TASK ITEM: Give again the lines of the data from its first line through the line with "use log::*;". Change nothing.

DATA RECORDS:
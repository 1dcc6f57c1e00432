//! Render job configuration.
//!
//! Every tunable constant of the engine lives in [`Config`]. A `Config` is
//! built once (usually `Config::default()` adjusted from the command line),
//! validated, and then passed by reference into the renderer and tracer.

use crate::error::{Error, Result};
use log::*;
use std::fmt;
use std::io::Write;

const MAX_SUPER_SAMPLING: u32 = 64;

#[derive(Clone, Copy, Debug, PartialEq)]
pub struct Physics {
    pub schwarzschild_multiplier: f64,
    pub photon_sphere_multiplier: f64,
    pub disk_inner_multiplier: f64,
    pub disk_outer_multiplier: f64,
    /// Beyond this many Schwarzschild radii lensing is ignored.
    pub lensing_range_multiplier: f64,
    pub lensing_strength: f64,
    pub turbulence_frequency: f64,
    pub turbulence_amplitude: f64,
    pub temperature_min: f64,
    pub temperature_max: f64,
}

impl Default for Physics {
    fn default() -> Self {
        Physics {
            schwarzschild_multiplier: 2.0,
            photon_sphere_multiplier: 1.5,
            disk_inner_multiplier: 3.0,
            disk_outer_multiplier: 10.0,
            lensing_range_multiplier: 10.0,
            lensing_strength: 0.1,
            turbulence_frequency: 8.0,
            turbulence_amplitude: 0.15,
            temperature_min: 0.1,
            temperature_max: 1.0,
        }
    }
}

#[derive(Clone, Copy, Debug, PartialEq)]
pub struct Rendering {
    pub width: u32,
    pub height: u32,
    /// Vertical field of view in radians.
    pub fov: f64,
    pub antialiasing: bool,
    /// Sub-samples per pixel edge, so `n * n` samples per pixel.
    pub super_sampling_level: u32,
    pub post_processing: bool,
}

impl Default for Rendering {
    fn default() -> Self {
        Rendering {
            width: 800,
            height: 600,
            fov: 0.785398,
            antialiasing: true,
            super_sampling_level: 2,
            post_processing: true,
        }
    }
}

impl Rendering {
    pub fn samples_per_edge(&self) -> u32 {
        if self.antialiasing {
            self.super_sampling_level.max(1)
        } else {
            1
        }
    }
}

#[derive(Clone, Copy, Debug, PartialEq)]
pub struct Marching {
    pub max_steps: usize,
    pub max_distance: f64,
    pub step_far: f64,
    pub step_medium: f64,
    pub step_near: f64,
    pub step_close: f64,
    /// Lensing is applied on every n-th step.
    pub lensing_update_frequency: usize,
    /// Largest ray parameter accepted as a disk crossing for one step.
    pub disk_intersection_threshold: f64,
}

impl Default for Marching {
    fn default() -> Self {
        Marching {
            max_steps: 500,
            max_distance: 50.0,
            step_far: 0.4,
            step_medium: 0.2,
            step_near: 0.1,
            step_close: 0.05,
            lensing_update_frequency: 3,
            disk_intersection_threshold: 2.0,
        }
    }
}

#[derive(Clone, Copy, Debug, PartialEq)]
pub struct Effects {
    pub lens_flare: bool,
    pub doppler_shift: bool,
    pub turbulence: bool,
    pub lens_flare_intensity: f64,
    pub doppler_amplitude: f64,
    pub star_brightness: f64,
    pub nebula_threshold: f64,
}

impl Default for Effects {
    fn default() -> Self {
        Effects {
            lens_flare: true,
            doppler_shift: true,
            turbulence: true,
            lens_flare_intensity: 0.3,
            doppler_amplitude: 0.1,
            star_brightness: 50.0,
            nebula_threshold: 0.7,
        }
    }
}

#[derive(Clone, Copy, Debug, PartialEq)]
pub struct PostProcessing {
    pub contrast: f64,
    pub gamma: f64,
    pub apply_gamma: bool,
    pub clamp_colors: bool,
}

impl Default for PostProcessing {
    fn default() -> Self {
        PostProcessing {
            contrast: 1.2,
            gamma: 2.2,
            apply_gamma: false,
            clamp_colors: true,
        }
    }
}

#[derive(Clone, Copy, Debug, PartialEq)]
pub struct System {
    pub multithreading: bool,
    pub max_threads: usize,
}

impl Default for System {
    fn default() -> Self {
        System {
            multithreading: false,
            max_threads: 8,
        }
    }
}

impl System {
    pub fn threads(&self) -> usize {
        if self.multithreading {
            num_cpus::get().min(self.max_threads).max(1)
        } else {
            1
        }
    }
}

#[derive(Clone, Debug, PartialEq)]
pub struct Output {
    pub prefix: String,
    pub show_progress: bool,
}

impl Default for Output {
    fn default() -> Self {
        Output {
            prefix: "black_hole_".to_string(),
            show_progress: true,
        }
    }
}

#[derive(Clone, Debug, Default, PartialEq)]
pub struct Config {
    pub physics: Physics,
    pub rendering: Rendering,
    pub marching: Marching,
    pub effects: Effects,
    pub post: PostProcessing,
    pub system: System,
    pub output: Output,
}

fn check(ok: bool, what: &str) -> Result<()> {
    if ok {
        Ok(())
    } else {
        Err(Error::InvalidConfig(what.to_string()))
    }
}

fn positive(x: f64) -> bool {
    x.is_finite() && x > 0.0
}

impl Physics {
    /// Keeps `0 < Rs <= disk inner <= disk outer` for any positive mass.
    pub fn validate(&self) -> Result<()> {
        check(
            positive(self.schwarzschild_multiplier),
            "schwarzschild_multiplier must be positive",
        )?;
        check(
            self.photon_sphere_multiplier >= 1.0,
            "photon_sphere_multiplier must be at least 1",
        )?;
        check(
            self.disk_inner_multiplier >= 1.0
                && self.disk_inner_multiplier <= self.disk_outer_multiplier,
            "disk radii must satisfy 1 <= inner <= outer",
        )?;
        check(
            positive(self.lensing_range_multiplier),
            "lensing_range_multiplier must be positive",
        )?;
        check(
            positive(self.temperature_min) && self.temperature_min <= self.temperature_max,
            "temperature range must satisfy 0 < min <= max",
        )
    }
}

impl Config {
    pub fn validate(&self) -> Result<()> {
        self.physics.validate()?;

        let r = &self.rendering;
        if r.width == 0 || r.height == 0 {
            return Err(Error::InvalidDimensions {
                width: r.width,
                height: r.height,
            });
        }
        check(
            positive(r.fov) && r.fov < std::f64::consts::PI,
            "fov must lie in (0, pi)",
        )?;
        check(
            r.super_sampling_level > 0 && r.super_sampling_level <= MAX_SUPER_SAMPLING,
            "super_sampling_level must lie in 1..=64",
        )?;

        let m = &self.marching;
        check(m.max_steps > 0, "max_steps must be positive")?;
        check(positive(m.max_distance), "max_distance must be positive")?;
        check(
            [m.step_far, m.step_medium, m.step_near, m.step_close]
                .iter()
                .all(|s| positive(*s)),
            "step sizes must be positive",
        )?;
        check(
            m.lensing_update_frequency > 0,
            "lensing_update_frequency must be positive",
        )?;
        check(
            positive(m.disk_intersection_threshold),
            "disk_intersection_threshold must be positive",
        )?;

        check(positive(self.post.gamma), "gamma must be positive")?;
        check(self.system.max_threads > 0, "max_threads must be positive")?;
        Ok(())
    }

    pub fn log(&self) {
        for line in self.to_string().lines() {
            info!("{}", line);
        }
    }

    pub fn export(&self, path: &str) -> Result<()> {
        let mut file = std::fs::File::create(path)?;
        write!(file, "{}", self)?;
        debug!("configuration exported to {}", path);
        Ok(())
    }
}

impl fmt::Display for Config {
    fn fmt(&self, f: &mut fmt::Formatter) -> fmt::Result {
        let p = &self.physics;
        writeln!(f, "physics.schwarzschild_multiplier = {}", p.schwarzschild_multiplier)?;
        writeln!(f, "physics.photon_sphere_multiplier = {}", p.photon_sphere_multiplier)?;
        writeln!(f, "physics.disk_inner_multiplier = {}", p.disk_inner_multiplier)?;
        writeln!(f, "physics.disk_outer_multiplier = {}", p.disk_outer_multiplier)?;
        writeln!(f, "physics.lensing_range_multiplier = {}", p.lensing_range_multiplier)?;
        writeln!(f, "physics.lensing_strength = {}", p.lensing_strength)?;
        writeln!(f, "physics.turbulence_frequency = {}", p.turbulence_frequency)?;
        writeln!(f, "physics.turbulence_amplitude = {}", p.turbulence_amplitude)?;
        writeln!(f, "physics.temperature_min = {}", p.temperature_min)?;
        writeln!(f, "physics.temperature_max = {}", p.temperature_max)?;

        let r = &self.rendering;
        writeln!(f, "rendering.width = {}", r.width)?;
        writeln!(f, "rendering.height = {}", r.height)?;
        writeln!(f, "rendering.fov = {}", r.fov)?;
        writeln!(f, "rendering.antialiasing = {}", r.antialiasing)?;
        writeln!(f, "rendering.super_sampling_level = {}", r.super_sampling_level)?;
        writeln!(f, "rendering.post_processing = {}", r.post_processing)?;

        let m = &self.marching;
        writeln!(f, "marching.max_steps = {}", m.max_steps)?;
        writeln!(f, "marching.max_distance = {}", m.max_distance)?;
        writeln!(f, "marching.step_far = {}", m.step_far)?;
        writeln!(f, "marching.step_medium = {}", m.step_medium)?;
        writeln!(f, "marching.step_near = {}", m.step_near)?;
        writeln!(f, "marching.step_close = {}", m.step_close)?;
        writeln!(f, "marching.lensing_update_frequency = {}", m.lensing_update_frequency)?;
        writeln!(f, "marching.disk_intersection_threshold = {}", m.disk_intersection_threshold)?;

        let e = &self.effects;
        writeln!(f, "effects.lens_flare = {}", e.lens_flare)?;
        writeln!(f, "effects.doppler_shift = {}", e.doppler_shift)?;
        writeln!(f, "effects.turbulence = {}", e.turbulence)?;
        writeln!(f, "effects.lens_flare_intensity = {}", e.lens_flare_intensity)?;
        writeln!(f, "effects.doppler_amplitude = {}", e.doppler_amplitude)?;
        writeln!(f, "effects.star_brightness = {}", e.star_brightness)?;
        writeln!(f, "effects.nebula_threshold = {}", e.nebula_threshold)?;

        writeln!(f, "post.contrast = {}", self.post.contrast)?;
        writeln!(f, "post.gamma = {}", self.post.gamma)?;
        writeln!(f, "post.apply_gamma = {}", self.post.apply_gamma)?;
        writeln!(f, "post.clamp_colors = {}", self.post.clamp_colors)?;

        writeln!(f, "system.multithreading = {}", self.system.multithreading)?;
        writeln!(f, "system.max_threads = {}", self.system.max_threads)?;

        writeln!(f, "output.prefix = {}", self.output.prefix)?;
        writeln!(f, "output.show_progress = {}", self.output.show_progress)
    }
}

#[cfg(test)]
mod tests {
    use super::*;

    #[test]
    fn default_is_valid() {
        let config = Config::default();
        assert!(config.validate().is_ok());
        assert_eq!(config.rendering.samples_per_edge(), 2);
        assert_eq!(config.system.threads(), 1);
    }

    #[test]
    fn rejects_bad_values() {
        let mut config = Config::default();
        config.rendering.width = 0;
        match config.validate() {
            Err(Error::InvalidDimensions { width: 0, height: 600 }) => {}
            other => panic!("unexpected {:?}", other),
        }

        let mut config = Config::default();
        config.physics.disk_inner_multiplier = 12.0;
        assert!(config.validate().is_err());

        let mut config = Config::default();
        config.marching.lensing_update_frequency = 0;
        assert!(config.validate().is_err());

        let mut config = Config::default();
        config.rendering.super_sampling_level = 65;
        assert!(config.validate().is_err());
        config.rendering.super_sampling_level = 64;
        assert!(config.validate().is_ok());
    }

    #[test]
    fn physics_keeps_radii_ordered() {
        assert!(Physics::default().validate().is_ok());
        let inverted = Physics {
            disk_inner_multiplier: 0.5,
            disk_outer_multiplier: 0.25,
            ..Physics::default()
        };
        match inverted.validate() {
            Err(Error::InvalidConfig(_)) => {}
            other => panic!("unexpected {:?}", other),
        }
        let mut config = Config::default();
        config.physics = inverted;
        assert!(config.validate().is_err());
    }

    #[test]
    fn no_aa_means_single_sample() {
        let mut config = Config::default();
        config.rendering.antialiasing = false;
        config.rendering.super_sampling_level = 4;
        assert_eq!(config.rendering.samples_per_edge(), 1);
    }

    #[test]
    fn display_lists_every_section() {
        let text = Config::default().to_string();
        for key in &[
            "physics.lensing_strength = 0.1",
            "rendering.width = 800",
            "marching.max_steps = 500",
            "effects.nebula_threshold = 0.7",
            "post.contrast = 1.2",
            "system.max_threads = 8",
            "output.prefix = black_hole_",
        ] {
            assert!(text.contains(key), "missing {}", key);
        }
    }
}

SOLUTION BELOW:
repository 1dcc6f57c1e00432
//! Render job configuration.
//!
//! Every tunable constant of the engine lives in [`Config`]. A `Config` is
//! built once (usually `Config::default()` adjusted from the command line),
//! validated, and then passed by reference into the renderer and tracer.

use crate::error::{Error, Result};
use log::*;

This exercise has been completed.